Let’s be honest — we all want to think we’re qualified for major-league stuff. But it’s not smart to take on a project or position when you don’t have enough expertise or training to be effective. In an extreme example, if your boss asks you to take on an important coding initiative and you’ve never coded in your life, you should be upfront and say that, unfortunately, you’re not the right person for the job. Your boss should respect your honesty.
2. When you’re asked to do something that will compromise your work.
Everyone has a job to do, and you were hired by your company to fulfill specific responsibilities each day. There are times though when your colleague will ask you to help out on a side project that isn’t exactly in your job description. That’s okay.
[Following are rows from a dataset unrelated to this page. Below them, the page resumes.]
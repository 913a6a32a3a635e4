use reqwest::{Client, Response, StatusCode};
use serde::{Deserialize, Serialize};
use serde_json::{json, Map, Value};
use std::collections::BTreeMap;
use strum_macros::{Display, EnumIter, EnumString};
use url::Url;

use crate::auth::AuthContext;
use crate::config::ClientConfig;
use crate::errors::{ArenaError, ArenaResult};
use crate::models::citation::Citation;
use crate::models::message::ChatMessage;
use crate::slots::{SlotId, SlotLayout};

#[derive(Debug, Clone, PartialEq, Eq, Serialize, Deserialize)]
pub struct RosterEntry {
    /// Public identifier the backend uses in votes and persistence
    pub id: String,
    #[serde(default)]
    pub agent_id: Option<String>,
    #[serde(default)]
    pub name: Option<String>,
}

/// Agents drawn for a session by the bootstrap endpoint
#[derive(Debug, Clone, PartialEq, Eq, Serialize, Deserialize)]
pub struct Roster {
    #[serde(default)]
    pub status: Option<String>,
    pub agents: Vec<RosterEntry>,
    pub session_id: String,
}

impl Roster {
    pub fn agent(&self, slot: SlotId) -> Option<&RosterEntry> {
        self.agents.get(slot.index())
    }

    /// `{"agentA": id, "agentB": id, ...}` as the question endpoint expects
    pub fn selected_agents(&self, layout: SlotLayout) -> Value {
        let selected: Map<String, Value> = layout
            .slots()
            .filter_map(|slot| {
                self.agent(slot)
                    .map(|entry| (slot.to_string(), Value::String(entry.id.clone())))
            })
            .collect();
        Value::Object(selected)
    }
}

/// Body of one question round
#[derive(Debug, Clone, PartialEq)]
pub struct QuestionRequest {
    pub question: String,
    /// Prior turns per slot, not including this question
    pub conversations: BTreeMap<SlotId, Vec<ChatMessage>>,
    pub selected_agents: Option<Value>,
}

impl QuestionRequest {
    pub fn new<S: Into<String>>(question: S, layout: SlotLayout) -> Self {
        QuestionRequest {
            question: question.into(),
            conversations: layout.slots().map(|slot| (slot, Vec::new())).collect(),
            selected_agents: None,
        }
    }

    pub fn with_history(mut self, slot: SlotId, history: Vec<ChatMessage>) -> Self {
        self.conversations.insert(slot, history);
        self
    }

    pub fn with_selected_agents(mut self, selected_agents: Value) -> Self {
        self.selected_agents = Some(selected_agents);
        self
    }

    pub fn to_body(&self) -> ArenaResult<Value> {
        let mut body = Map::new();
        body.insert("question".to_string(), Value::String(self.question.clone()));
        for (slot, history) in &self.conversations {
            body.insert(slot.lower_key("conversation"), serde_json::to_value(history)?);
        }
        if let Some(selected) = &self.selected_agents {
            body.insert("selected_agents".to_string(), selected.clone());
        }
        Ok(Value::Object(body))
    }
}

/// The user's verdict on a two-agent round
#[derive(Debug, Clone, Copy, PartialEq, Eq, Display, EnumString, EnumIter, Serialize)]
pub enum Choice {
    #[strum(serialize = "choice1")]
    #[serde(rename = "choice1")]
    ABetter,
    #[strum(serialize = "choice2")]
    #[serde(rename = "choice2")]
    BBetter,
    #[strum(serialize = "choice3")]
    #[serde(rename = "choice3")]
    Tie,
    #[strum(serialize = "choice4")]
    #[serde(rename = "choice4")]
    BothBad,
}

impl Choice {
    pub fn label(&self) -> &'static str {
        match self {
            Choice::ABetter => "Agent A is better",
            Choice::BBetter => "Agent B is better",
            Choice::Tie => "Tie",
            Choice::BothBad => "Both are bad",
        }
    }
}

#[derive(Debug, Clone, Copy, PartialEq, Eq, Display, EnumString, EnumIter, Serialize)]
#[strum(serialize_all = "lowercase")]
#[serde(rename_all = "lowercase")]
pub enum VoteDirection {
    Up,
    Down,
}

#[derive(Debug, Clone, Serialize)]
pub struct ChoiceRequest {
    pub choice: Choice,
    pub question: String,
    pub conversation_a: Vec<ChatMessage>,
    pub conversation_b: Vec<ChatMessage>,
    pub selected_agents: Vec<RosterEntry>,
    pub session_id: String,
}

#[derive(Debug, Clone, PartialEq, Eq, Deserialize)]
pub struct RevealedAgent {
    pub name: String,
}

/// Agent identities revealed once a choice is recorded
#[derive(Debug, Clone, PartialEq, Eq, Deserialize)]
pub struct ChoiceReveal {
    #[serde(rename = "AgentA", default)]
    pub agent_a: Option<RevealedAgent>,
    #[serde(rename = "AgentB", default)]
    pub agent_b: Option<RevealedAgent>,
}

#[derive(Debug, Clone, Serialize)]
pub struct SpanVote {
    pub vote: VoteDirection,
    pub highlighted_text: String,
    pub agent_uuid: String,
    pub session_id: String,
}

#[derive(Debug, Clone, Serialize)]
pub struct StepVote {
    pub vote: VoteDirection,
    pub step_text: String,
    pub agent_uuid: String,
    pub session_id: String,
}

/// One agent's finalized answer as stored by the backend
#[derive(Debug, Clone, PartialEq)]
pub struct AgentRecord {
    pub slot: SlotId,
    pub id: String,
    pub name: String,
    pub response: String,
    pub intermediate_steps: String,
    pub citations: Vec<Citation>,
}

#[derive(Debug, Clone, PartialEq)]
pub struct ConversationRecord {
    pub session_id: String,
    pub question: String,
    pub agents: Vec<AgentRecord>,
}

impl ConversationRecord {
    pub fn to_body(&self) -> ArenaResult<Value> {
        let mut body = Map::new();
        for agent in &self.agents {
            let slot = agent.slot;
            body.insert(slot.record_key("id"), json!(agent.id));
            body.insert(slot.record_key("name"), json!(agent.name));
            body.insert(slot.record_key("response"), json!(agent.response));
            body.insert(
                slot.record_key("intermediate_steps"),
                json!(agent.intermediate_steps),
            );
            // The backend stores citations as a JSON string column
            body.insert(
                slot.record_key("citations"),
                Value::String(serde_json::to_string(&agent.citations)?),
            );
        }
        body.insert("session_id".to_string(), json!(self.session_id));
        body.insert("question".to_string(), json!(self.question));
        Ok(Value::Object(body))
    }
}

/// HTTP client for the arena backend
#[derive(Debug, Clone)]
pub struct ArenaClient {
    client: Client,
    base_url: Url,
}

impl ArenaClient {
    pub fn new(config: &ClientConfig, auth: AuthContext) -> ArenaResult<Self> {
        let mut base_url = Url::parse(&config.base_url)?;
        if !base_url.path().ends_with('/') {
            let path = format!("{}/", base_url.path());
            base_url.set_path(&path);
        }

        let client = Client::builder()
            .timeout(config.timeout)
            .default_headers(auth.headers().clone())
            .build()?;

        Ok(Self { client, base_url })
    }

    pub fn base_url(&self) -> &Url {
        &self.base_url
    }

    fn endpoint(&self, path: &str) -> ArenaResult<Url> {
        Ok(self.base_url.join(path.trim_start_matches('/'))?)
    }

    /// Draw the agents for a new session
    pub async fn bootstrap(&self) -> ArenaResult<Roster> {
        let response = self
            .client
            .get(self.endpoint("api/deepresearch-agents")?)
            .send()
            .await?;
        let roster: Roster = ensure_success(response).await?.json().await?;
        tracing::info!(
            session_id = %roster.session_id,
            agents = roster.agents.len(),
            "Bootstrapped arena session"
        );
        Ok(roster)
    }

    /// Submit a question. The returned response body is the newline-delimited answer stream.
    pub async fn open_question_stream(&self, request: &QuestionRequest) -> ArenaResult<Response> {
        let response = self
            .client
            .post(self.endpoint("api/deepresearch-question")?)
            .json(&request.to_body()?)
            .send()
            .await?;
        ensure_success(response).await
    }

    pub async fn submit_choice(&self, request: &ChoiceRequest) -> ArenaResult<ChoiceReveal> {
        let value = self.post_json("api/deepresearch-choice", &serde_json::to_value(request)?).await?;
        Ok(serde_json::from_value(value)?)
    }

    pub async fn vote_span(&self, vote: &SpanVote) -> ArenaResult<()> {
        self.post_json("api/answer-span-vote", &serde_json::to_value(vote)?).await?;
        Ok(())
    }

    pub async fn vote_step(&self, vote: &StepVote) -> ArenaResult<()> {
        self.post_json("api/intermediate-step-vote", &serde_json::to_value(vote)?).await?;
        Ok(())
    }

    pub async fn save_conversation(&self, record: &ConversationRecord) -> ArenaResult<()> {
        self.post_json("api/save-conversation", &record.to_body()?).await?;
        tracing::info!(session_id = %record.session_id, "Saved conversation");
        Ok(())
    }

    /// Whether the backend is reachable and accepts this client's credentials
    pub async fn probe_credentials(&self) -> ArenaResult<bool> {
        let reachable = self
            .client
            .get(self.endpoint("api/deepresearch-agents")?)
            .send()
            .await?;
        if !reachable.status().is_success() {
            tracing::warn!(status = %reachable.status(), "Cannot reach the backend");
            return Ok(false);
        }

        let mut url = self.endpoint("api/conversation-history")?;
        url.query_pairs_mut()
            .append_pair("page", "1")
            .append_pair("page_size", "1");
        let response = self.client.get(url).send().await?;

        match response.status() {
            StatusCode::OK => Ok(true),
            StatusCode::UNAUTHORIZED => Ok(false),
            status => {
                tracing::warn!(%status, "Unexpected status while checking credentials");
                Ok(false)
            }
        }
    }

    async fn post_json(&self, path: &str, payload: &Value) -> ArenaResult<Value> {
        let response = self
            .client
            .post(self.endpoint(path)?)
            .json(payload)
            .send()
            .await?;
        let response = ensure_success(response).await?;

        let text = response.text().await?;
        if text.trim().is_empty() {
            return Ok(Value::Null);
        }
        let value: Value = serde_json::from_str(&text)?;
        if let Some(error) = value.get("error").filter(|e| !e.is_null()) {
            let message = error.as_str().map(str::to_string).unwrap_or_else(|| error.to_string());
            return Err(ArenaError::Backend(message));
        }
        Ok(value)
    }
}

async fn ensure_success(response: Response) -> ArenaResult<Response> {
    let status = response.status();
    if status.is_success() {
        return Ok(response);
    }
    let body = response.text().await.unwrap_or_default();
    Err(ArenaError::HttpStatus {
        status: status.as_u16(),
        body,
    })
}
But if that project requires more time and effort than you’re able to give without compromising your own core responsibilities, say you wish you could help, but you have a lot on your plate at the moment. (Of course, if it’s your boss asking, then that’s a different story.)
3. When it’s not “ethical.”
This one’s murky, because everyone has their own standards of ethics and morals. The best case scenario is that your ethics and morals align with those of your colleagues and company, but you may come across a situation in which you’re asked to set your own standards aside to accomplish a task. If a colleague asks you to work on a project that makes you personally uncomfortable in this context, politely pass and tell him or her to keep you in mind in the future.
4. When something would compromise your mental health.
Be honest with yourself on this one. If someone asks you to work on something that compromises your mental health, it’s not worth it. To diffuse the situation, explain in as much detail as you’re comfortable with why you can’t help. Your goal is to be honest while looking ready and eager to take on any other tasks that aren’t problematic for your wellbeing.
5. When you’re asked to engage in office politics.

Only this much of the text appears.